WHAT IS REQUIRED:
Of all the entries below, only the lines from the one with "Upstream MangaDraft records." up to and including the one with "language names, same" are to be duplicated exactly.

START MATERIAL FOR THE TASK

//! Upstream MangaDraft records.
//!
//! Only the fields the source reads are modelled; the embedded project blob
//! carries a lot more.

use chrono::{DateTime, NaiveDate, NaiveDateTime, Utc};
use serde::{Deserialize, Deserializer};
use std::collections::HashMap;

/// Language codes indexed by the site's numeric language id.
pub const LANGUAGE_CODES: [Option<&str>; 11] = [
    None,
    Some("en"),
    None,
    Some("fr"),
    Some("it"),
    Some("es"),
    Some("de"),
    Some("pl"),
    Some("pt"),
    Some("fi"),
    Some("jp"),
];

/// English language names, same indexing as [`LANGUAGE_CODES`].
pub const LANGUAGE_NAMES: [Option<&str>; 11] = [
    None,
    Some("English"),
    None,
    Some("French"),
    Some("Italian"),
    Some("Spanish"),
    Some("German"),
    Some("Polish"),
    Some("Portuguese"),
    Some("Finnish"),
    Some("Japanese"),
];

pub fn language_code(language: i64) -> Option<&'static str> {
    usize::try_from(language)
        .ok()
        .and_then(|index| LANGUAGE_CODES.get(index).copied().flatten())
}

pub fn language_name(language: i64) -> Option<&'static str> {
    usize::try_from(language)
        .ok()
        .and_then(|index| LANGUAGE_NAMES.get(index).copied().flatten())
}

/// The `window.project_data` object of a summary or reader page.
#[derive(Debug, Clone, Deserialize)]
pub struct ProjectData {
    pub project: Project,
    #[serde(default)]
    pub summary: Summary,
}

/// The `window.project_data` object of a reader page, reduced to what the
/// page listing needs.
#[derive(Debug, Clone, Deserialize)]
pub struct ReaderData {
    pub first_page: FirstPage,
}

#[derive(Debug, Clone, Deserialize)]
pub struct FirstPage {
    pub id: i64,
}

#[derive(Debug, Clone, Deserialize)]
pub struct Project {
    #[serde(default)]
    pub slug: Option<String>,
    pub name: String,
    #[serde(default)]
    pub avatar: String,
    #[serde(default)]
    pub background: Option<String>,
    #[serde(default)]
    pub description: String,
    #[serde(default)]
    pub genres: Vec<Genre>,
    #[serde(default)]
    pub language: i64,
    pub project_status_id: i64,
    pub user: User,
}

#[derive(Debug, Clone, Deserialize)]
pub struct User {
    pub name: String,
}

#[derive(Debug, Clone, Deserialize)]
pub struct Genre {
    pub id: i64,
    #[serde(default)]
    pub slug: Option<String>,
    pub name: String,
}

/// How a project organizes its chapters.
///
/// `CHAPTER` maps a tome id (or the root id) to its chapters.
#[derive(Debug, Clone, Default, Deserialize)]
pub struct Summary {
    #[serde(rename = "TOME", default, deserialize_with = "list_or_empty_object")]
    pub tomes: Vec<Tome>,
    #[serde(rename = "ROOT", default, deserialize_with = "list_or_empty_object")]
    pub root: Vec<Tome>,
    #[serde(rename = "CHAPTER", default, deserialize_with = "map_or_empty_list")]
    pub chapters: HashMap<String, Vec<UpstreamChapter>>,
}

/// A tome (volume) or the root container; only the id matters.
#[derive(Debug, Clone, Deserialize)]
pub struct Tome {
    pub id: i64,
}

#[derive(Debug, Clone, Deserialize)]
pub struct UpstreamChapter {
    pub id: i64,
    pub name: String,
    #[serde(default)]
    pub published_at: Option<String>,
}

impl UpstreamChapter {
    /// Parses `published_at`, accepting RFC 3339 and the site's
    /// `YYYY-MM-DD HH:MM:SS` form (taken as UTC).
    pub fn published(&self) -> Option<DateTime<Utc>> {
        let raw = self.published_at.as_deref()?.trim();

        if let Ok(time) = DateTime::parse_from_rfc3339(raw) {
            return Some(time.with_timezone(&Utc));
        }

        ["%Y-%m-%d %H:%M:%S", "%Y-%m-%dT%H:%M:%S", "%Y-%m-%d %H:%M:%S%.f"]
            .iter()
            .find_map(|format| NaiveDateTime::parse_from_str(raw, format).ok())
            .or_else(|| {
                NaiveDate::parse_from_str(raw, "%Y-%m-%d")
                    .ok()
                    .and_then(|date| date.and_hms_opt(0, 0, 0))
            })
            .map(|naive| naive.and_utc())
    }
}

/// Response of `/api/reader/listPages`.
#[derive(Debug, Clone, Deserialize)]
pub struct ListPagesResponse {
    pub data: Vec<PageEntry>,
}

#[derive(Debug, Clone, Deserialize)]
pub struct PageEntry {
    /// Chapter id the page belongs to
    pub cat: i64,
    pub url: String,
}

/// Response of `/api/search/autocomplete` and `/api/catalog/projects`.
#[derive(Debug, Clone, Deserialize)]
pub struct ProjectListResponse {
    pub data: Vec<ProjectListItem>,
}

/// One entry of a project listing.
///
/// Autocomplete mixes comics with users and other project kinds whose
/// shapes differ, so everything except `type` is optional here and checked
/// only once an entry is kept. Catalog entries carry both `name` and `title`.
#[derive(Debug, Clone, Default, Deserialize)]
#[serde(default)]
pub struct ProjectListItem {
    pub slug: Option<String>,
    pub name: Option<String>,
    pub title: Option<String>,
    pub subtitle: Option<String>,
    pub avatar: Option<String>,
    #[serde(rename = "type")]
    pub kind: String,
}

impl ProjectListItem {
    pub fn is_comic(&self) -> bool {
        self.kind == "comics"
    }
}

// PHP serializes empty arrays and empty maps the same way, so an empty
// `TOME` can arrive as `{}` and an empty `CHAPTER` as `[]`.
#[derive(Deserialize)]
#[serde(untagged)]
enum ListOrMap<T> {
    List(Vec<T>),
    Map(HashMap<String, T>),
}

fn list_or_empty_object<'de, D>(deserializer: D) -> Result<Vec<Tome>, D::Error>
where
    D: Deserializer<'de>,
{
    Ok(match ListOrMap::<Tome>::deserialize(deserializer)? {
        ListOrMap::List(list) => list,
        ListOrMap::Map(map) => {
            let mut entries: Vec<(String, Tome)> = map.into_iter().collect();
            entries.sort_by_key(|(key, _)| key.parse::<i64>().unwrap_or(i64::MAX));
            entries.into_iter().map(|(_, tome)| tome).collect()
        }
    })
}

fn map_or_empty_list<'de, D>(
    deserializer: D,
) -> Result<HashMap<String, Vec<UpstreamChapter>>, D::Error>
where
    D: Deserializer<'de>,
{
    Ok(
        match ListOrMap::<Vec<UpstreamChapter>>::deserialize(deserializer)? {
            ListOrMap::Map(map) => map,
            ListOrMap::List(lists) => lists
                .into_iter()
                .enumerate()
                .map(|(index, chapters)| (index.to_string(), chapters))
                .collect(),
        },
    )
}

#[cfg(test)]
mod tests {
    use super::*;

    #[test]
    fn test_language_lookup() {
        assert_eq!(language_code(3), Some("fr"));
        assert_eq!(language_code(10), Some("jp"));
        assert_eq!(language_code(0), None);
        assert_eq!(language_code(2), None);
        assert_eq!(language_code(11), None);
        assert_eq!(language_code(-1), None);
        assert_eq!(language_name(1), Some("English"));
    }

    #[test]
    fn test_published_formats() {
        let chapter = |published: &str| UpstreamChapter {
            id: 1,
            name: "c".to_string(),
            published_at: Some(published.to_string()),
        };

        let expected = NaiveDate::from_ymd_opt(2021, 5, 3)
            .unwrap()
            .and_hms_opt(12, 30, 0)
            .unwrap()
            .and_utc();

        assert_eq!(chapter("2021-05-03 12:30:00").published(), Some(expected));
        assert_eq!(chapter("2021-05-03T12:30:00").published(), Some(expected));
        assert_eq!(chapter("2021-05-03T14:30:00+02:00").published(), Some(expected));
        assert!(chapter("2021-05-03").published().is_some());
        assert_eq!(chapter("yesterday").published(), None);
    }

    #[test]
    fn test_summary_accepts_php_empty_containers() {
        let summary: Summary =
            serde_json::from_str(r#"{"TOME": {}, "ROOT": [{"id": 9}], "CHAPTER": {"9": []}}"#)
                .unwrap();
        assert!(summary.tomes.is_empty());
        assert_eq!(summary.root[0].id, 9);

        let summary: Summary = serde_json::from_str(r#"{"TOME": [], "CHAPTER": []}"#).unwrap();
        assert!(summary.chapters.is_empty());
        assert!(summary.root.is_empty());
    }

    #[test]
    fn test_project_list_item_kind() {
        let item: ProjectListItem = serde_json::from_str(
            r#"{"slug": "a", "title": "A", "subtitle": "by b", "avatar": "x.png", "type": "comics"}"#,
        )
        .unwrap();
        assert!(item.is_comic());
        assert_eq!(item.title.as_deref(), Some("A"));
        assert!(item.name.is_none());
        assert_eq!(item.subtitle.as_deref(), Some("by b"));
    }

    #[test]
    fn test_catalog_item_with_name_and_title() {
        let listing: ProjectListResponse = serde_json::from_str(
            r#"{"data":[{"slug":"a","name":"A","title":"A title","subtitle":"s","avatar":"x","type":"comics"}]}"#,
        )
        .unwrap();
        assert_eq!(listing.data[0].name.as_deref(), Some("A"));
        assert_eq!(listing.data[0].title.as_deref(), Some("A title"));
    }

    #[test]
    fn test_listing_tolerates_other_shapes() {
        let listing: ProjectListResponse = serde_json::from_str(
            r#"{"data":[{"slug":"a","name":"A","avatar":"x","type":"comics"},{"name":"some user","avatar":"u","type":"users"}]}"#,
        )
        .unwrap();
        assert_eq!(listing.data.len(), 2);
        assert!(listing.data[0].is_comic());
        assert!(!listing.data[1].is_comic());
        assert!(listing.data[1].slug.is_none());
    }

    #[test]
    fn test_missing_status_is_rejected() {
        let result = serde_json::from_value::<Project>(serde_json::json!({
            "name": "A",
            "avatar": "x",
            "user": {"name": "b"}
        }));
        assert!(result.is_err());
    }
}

END MATERIAL FOR THE TASK
START MATERIAL FOR THE TASK

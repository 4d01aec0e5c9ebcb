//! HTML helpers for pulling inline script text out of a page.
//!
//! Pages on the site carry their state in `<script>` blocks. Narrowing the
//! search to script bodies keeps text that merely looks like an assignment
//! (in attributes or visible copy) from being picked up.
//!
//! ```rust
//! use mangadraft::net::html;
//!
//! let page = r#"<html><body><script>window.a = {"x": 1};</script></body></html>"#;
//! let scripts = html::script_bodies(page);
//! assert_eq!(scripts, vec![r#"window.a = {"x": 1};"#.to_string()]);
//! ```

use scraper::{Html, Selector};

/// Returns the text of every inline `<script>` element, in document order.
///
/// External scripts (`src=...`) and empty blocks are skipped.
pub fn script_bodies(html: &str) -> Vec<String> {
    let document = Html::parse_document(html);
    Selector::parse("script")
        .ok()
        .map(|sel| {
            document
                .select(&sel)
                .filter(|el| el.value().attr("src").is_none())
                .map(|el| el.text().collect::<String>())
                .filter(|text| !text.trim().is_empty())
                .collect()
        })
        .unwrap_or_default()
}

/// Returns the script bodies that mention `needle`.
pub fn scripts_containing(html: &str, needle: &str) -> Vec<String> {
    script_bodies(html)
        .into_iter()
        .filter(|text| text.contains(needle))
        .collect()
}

END MATERIAL FOR THE TASK
START MATERIAL FOR THE TASK

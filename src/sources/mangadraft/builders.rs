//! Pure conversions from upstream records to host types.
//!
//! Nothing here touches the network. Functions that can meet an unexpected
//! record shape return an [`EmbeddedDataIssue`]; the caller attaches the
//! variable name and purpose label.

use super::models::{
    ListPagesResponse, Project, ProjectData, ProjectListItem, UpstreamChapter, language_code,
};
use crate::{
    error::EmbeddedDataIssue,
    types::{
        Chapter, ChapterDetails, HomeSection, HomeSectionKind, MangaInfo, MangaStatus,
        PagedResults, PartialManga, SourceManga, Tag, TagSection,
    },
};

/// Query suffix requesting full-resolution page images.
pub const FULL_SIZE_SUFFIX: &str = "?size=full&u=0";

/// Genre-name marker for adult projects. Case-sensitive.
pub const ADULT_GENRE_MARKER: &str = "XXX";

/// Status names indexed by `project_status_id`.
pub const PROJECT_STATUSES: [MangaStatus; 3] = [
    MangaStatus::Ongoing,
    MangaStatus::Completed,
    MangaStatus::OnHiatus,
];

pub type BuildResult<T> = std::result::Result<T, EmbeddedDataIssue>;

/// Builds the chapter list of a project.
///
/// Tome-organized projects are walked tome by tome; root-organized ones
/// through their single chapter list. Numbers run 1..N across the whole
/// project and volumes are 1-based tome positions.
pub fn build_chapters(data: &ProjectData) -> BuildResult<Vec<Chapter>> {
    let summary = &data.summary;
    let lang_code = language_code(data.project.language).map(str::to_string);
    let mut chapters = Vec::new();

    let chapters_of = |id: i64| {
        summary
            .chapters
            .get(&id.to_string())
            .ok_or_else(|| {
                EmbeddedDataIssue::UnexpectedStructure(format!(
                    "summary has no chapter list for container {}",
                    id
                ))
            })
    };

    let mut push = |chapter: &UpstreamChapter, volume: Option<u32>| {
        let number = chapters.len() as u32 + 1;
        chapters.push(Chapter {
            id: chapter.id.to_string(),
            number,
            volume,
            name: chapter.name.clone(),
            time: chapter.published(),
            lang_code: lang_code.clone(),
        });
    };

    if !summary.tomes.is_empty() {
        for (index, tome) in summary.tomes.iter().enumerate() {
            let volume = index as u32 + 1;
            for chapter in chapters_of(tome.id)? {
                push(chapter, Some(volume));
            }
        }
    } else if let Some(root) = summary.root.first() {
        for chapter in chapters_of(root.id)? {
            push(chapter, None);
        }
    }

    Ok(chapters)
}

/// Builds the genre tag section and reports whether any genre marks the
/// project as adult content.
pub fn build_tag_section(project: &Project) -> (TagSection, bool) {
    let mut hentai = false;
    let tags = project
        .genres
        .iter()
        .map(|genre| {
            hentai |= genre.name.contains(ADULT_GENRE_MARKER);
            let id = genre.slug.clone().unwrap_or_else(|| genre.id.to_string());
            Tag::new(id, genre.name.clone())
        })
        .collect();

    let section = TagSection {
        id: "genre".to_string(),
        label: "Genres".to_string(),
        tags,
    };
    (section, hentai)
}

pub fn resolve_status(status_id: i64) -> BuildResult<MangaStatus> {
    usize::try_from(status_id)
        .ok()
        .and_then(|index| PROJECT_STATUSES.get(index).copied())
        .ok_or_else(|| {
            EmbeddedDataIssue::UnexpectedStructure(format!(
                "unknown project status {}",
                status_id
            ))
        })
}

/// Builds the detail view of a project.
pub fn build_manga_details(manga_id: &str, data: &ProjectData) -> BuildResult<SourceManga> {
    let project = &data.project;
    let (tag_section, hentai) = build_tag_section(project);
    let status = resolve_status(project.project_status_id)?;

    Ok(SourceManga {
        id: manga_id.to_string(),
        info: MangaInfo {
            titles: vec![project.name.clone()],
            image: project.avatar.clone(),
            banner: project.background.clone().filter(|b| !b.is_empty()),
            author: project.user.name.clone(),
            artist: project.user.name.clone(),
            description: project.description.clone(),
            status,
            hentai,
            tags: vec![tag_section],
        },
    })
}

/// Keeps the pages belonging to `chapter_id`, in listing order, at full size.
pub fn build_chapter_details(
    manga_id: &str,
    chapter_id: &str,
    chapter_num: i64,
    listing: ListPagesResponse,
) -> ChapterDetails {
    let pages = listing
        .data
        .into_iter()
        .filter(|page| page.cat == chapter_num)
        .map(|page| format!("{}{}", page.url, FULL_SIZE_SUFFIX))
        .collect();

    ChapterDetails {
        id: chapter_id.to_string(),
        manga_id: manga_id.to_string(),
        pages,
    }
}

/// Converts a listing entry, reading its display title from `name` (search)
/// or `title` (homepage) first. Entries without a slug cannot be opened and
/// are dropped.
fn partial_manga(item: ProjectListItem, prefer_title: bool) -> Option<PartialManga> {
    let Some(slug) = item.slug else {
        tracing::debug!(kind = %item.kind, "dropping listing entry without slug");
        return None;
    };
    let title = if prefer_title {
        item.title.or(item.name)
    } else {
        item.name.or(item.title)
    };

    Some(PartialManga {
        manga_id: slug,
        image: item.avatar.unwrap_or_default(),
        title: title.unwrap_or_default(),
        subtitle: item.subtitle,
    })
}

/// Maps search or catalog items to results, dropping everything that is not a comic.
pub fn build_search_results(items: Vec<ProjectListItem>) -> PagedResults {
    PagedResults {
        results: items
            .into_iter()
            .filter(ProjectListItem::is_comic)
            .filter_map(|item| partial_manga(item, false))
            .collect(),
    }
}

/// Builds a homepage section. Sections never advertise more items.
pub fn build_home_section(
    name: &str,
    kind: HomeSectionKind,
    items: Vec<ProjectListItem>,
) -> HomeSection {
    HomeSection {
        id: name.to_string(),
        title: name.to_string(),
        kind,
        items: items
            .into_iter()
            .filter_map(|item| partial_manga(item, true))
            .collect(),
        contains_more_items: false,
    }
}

END MATERIAL FOR THE TASK

RESULT OF THIS TASK:
//! Upstream MangaDraft records.
//!
//! Only the fields the source reads are modelled; the embedded project blob
//! carries a lot more.

use chrono::{DateTime, NaiveDate, NaiveDateTime, Utc};
use serde::{Deserialize, Deserializer};
use std::collections::HashMap;

/// Language codes indexed by the site's numeric language id.
pub const LANGUAGE_CODES: [Option<&str>; 11] = [
    None,
    Some("en"),
    None,
    Some("fr"),
    Some("it"),
    Some("es"),
    Some("de"),
    Some("pl"),
    Some("pt"),
    Some("fi"),
    Some("jp"),
];

/// English language names, same indexing as [`LANGUAGE_CODES`].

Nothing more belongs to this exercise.